> [Exercise requirements]:
Reproduce the records below exactly, but only between the lines holding "repository 5d941b44c9761481" and "operation tokens (PENDING/COMPLETED/FAILED)", inclusive.

*** Data for the task ***

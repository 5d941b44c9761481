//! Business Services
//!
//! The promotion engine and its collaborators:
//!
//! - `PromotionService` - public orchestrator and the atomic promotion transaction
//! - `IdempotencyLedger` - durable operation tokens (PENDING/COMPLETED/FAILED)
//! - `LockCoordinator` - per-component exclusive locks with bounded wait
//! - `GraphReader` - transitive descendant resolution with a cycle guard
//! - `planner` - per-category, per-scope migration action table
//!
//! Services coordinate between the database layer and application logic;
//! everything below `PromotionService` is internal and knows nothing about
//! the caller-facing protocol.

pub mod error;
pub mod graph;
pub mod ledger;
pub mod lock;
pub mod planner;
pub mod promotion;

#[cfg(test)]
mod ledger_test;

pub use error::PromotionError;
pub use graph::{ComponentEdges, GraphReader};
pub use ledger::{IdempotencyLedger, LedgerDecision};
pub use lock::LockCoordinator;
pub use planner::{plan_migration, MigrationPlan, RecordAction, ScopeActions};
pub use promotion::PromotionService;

***
*** Data for the task ***

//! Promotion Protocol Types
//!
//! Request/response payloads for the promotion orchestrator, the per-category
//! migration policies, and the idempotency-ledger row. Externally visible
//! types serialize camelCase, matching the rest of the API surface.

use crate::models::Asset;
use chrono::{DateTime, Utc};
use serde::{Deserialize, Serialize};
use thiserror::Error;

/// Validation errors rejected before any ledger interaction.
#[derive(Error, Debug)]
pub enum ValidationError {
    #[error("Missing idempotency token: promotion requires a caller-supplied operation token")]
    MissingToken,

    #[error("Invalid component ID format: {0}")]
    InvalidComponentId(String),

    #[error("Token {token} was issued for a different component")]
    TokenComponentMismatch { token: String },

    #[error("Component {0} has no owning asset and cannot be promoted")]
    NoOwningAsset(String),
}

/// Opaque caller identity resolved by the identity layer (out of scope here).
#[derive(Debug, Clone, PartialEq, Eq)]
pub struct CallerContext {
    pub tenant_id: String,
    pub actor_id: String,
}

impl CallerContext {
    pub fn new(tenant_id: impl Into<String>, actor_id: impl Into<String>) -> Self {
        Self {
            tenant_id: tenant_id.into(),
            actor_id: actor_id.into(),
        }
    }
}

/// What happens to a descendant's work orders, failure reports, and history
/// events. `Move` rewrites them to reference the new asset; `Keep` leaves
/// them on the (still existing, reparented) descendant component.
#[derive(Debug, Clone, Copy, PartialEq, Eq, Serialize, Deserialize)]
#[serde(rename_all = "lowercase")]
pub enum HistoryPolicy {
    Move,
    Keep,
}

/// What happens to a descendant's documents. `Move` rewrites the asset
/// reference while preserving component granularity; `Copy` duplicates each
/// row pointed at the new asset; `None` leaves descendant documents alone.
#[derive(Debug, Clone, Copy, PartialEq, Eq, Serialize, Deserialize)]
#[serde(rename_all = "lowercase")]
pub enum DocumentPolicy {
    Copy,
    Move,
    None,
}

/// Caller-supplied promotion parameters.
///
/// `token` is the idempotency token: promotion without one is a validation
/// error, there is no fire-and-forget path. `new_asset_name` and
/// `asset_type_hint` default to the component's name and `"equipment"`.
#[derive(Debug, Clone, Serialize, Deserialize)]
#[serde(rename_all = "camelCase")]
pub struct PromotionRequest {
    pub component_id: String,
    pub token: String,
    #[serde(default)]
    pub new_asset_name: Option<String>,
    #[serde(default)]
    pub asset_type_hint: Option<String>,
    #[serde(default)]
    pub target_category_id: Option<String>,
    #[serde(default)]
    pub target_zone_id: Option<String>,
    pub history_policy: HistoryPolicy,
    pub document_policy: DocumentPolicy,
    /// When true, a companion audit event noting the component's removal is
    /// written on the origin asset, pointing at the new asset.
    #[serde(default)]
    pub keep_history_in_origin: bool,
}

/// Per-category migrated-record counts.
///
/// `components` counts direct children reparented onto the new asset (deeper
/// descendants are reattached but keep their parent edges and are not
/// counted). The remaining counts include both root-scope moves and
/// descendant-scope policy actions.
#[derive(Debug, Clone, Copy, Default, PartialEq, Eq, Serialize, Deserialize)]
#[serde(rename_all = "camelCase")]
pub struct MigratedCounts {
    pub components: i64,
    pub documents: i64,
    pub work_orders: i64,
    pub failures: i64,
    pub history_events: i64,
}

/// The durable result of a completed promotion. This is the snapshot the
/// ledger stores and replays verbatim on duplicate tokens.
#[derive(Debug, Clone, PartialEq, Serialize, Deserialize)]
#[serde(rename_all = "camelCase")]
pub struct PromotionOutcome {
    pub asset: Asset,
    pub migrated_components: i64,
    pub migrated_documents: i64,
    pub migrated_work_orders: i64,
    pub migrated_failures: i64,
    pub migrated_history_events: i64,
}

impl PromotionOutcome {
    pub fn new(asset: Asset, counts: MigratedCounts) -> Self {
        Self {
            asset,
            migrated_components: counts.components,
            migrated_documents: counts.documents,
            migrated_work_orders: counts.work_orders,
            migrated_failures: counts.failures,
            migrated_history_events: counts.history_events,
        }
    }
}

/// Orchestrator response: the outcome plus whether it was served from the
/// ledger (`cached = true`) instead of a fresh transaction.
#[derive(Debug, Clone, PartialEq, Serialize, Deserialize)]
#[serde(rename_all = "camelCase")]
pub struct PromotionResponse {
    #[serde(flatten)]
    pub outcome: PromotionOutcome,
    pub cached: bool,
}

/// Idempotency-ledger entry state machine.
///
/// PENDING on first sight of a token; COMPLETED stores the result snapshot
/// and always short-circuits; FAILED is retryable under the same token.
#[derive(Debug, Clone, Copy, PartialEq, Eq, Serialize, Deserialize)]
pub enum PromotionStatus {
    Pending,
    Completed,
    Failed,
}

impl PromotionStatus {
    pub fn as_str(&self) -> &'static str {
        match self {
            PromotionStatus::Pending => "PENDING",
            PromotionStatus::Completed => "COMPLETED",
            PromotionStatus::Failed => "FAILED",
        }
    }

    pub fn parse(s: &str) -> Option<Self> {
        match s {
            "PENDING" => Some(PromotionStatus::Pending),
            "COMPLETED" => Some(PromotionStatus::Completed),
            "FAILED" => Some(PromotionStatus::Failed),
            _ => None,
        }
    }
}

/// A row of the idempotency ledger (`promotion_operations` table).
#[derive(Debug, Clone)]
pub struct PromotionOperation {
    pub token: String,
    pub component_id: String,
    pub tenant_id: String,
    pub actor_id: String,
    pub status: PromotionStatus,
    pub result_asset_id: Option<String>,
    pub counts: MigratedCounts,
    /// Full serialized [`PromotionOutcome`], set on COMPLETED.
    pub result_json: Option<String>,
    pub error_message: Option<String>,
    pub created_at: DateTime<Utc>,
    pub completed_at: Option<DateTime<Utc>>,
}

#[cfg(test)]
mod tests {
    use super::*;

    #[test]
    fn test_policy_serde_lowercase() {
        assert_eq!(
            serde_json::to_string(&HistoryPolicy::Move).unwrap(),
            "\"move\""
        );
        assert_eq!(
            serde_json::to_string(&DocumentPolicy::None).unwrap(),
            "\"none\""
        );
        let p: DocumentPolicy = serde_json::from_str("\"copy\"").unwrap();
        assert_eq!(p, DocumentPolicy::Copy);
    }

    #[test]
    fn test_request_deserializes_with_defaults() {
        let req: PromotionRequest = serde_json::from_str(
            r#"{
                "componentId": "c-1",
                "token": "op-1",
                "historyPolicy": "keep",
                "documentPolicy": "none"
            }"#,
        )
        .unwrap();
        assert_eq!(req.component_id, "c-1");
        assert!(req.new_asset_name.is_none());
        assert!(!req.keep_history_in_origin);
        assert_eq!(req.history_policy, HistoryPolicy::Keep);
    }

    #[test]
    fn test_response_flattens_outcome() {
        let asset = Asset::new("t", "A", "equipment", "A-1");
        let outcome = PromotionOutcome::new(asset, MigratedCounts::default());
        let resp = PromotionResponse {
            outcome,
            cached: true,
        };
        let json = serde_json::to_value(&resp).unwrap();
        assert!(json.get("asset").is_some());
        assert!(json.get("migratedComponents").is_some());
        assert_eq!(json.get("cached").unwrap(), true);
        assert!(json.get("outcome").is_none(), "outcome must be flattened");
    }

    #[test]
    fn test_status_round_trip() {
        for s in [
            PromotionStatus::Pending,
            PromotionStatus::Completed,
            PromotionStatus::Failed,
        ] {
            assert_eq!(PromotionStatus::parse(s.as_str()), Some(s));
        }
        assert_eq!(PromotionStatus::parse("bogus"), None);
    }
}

***
*** Data for the task ***

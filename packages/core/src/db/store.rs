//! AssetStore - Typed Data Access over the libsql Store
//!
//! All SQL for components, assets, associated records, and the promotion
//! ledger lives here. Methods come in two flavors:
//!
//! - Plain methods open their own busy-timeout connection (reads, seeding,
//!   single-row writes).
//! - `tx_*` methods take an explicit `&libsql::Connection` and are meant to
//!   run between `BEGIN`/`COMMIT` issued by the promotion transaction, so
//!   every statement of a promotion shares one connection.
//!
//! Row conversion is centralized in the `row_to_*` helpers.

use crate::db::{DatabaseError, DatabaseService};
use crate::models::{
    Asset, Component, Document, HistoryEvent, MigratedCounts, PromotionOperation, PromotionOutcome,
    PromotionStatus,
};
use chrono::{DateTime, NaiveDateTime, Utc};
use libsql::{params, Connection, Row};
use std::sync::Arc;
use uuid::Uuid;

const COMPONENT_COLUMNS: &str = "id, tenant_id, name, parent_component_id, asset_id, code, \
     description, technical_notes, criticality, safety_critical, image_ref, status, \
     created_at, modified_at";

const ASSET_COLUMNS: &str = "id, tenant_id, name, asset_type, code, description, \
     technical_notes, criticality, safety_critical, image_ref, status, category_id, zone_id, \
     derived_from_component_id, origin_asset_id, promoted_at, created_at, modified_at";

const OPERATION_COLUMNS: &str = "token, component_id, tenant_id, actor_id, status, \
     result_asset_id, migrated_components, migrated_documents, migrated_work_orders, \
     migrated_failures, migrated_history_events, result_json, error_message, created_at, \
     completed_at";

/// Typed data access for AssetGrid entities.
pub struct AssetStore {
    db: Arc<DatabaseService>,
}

***

> [Answer area]:
repository 5d941b44c9761481
//! Business Services
//!
//! The promotion engine and its collaborators:
//!
//! - `PromotionService` - public orchestrator and the atomic promotion transaction
//! - `IdempotencyLedger` - durable operation tokens (PENDING/COMPLETED/FAILED)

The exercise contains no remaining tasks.